The debut of Australian director Michael Gracey, The Greatest Showman is a semi-biographical musical about the life of P.T. Barnum, the iconic circus ringmaster and people-pleaser of the 1800s. The film chronicles his ambition to create an anything-goes circus featuring a cast of unique stars including the Bearded Lady, Tom Thumb, and the Dog Man. But the price of success is higher than Barnum ever imagined and soon his ambition is driving him away from his dreams rather than towards them.
To quote my friend fakegamerb0y, The Greatest Showman is a “Baz Luhrmann musical not done by Baz Luhrmann”. Perhaps if Luhrmann had made it, it might have worked better. The film has a number of core problems, the biggest being that so much emphasis is put into the spectacle and the ‘showmanship’ of it that all three-dimensional characters and their arcs are sacrificed. The musical numbers are thrown in to further the plot seemingly without the understanding that there needs to be a plot already established to further. As it turns out, the only character given any real treatment is Barnum’s while everyone else stands behind him flatly commenting on the weather. There are a number of lines within the film that would have actually had an emotional impact if they had been backed up by any sort of character development, but as it happens the entire narrative progresses as spasmodically as its musical sequences only without the flair.
We have seen successful instances where a musical has been set in an earlier period and have a soundtrack of modern songs – Moulin Rouge! anyone? Sadly this film missed the mark. While the songs themselves were catchy and quite good, they were stagnantly out of place and contrasted against the period backdrop.

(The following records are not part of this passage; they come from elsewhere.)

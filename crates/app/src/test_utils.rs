//! Shared helpers for unit tests: a recording highlight sink and a small
//! sample page.

use crate::reader::document::{DisplayKind, Document, NodeId, Rect};
use crate::reader::selection::HighlightSink;
use parking_lot::Mutex;
use std::sync::Arc;

#[derive(Default)]
struct RecordingInner {
    ops: Vec<String>,
    current: Option<(NodeId, Option<(u32, u32)>)>,
}

/// Highlight sink that records every operation. Clones share the record,
/// so a test can keep one half while the controller owns the other.
#[derive(Clone, Default)]
pub struct RecordingHighlight {
    inner: Arc<Mutex<RecordingInner>>,
}

impl RecordingHighlight {
    pub fn new() -> Self {
        Self::default()
    }

    pub fn ops(&self) -> Vec<String> {
        self.inner.lock().ops.clone()
    }

    pub fn current(&self) -> Option<(NodeId, Option<(u32, u32)>)> {
        self.inner.lock().current
    }
}

impl HighlightSink for RecordingHighlight {
    fn apply(&mut self, node: NodeId, span: Option<(u32, u32)>) {
        let mut inner = self.inner.lock();
        // Exclusivity: a second highlight without an intervening clear
        // would mean two visible ranges.
        assert!(
            inner.current.is_none(),
            "highlight applied over an existing one"
        );
        match span {
            None => inner.ops.push(format!("apply {} whole", node)),
            Some((start, end)) => inner.ops.push(format!("apply {} {}..{}", node, start, end)),
        }
        inner.current = Some((node, span));
    }

    fn clear(&mut self) {
        let mut inner = self.inner.lock();
        inner.ops.push("clear".to_string());
        inner.current = None;
    }
}

/// Two paragraphs; the first holds two fragments ("Hello" and, inside an
/// inline span, "world"), the second a single "Again".
pub struct SamplePage {
    pub doc: Document,
    pub p1: NodeId,
    pub hello: NodeId,
    pub world: NodeId,
    pub p2: NodeId,
    pub again: NodeId,
}

pub fn sample_page() -> SamplePage {
    let mut doc = Document::new();
    let p1 = doc.element(doc.root(), "p", DisplayKind::Block);
    let hello = doc.text(p1, "Hello", Rect::new(0.0, 0.0, 50.0, 10.0));
    let span = doc.element(p1, "span", DisplayKind::Inline);
    let world = doc.text(span, "world", Rect::new(80.0, 0.0, 120.0, 10.0));
    let p2 = doc.element(doc.root(), "p", DisplayKind::Block);
    let again = doc.text(p2, "Again", Rect::new(0.0, 20.0, 50.0, 30.0));
    SamplePage { doc, p1, hello, world, p2, again }
}
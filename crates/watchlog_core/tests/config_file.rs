use watchlog_core::{ConfigError, Tracker, TrackerConfig};

#[test]
fn config_file_paths_resolve_next_to_the_file() {
    let dir = tempfile::tempdir().unwrap();
    let config_path = dir.path().join("watchlog.toml");
    std::fs::write(
        &config_path,
        "data_dir = \"data\"\ncatalog_path = \"catalog.csv\"\n",
    )
    .unwrap();

    let config = TrackerConfig::load(&config_path).unwrap();

    assert_eq!(config.catalog_path, dir.path().join("catalog.csv"));
    assert_eq!(
        config.seasonal_path,
        dir.path().join("data").join("temporada_animes.csv")
    );
    assert_eq!(
        config.reading_path,
        dir.path().join("data").join("mangas_livros.csv")
    );

    let tracker = Tracker::open(config).unwrap();
    assert!(tracker.catalog().table().is_empty());
}

#[test]
fn missing_and_invalid_config_files_are_reported() {
    let dir = tempfile::tempdir().unwrap();

    let missing = TrackerConfig::load(dir.path().join("absent.toml")).unwrap_err();
    assert!(matches!(missing, ConfigError::Io { .. }));

    let invalid_path = dir.path().join("bad.toml");
    std::fs::write(&invalid_path, "data_dir = [").unwrap();
    let invalid = TrackerConfig::load(&invalid_path).unwrap_err();
    assert!(matches!(invalid, ConfigError::Parse { .. }));
    assert!(invalid.to_string().contains("bad.toml"));
}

But to give credit where it’s due this movie is called The Greatest Showman and that’s exactly what it is, a show. All emphasis is on the large musical numbers, frisky and enthusiastic choreography, hair, makeup, and costume design. All of this made the film very pretty, a stylised and visual treat, but nothing more than a feast for the eyes that provides no further sustenance.
I will admit that there is a funny side in all of this. Despite the things that made this movie disappointing for me, The Greatest Showman has an ironic sort of mirror thing happening in that it’s the talk of the town, but not made up of anything culturally or critically amazing. The film’s protagonist himself said that people -whether they care to admit it or not- are drawn to the weird and macabre –the fundamentally cheap or lowbrow and seeing as this movie is amongst the most popular films in cinemas right now, it’s obviously doing something right – it’s snagged an Oscar nomination after all.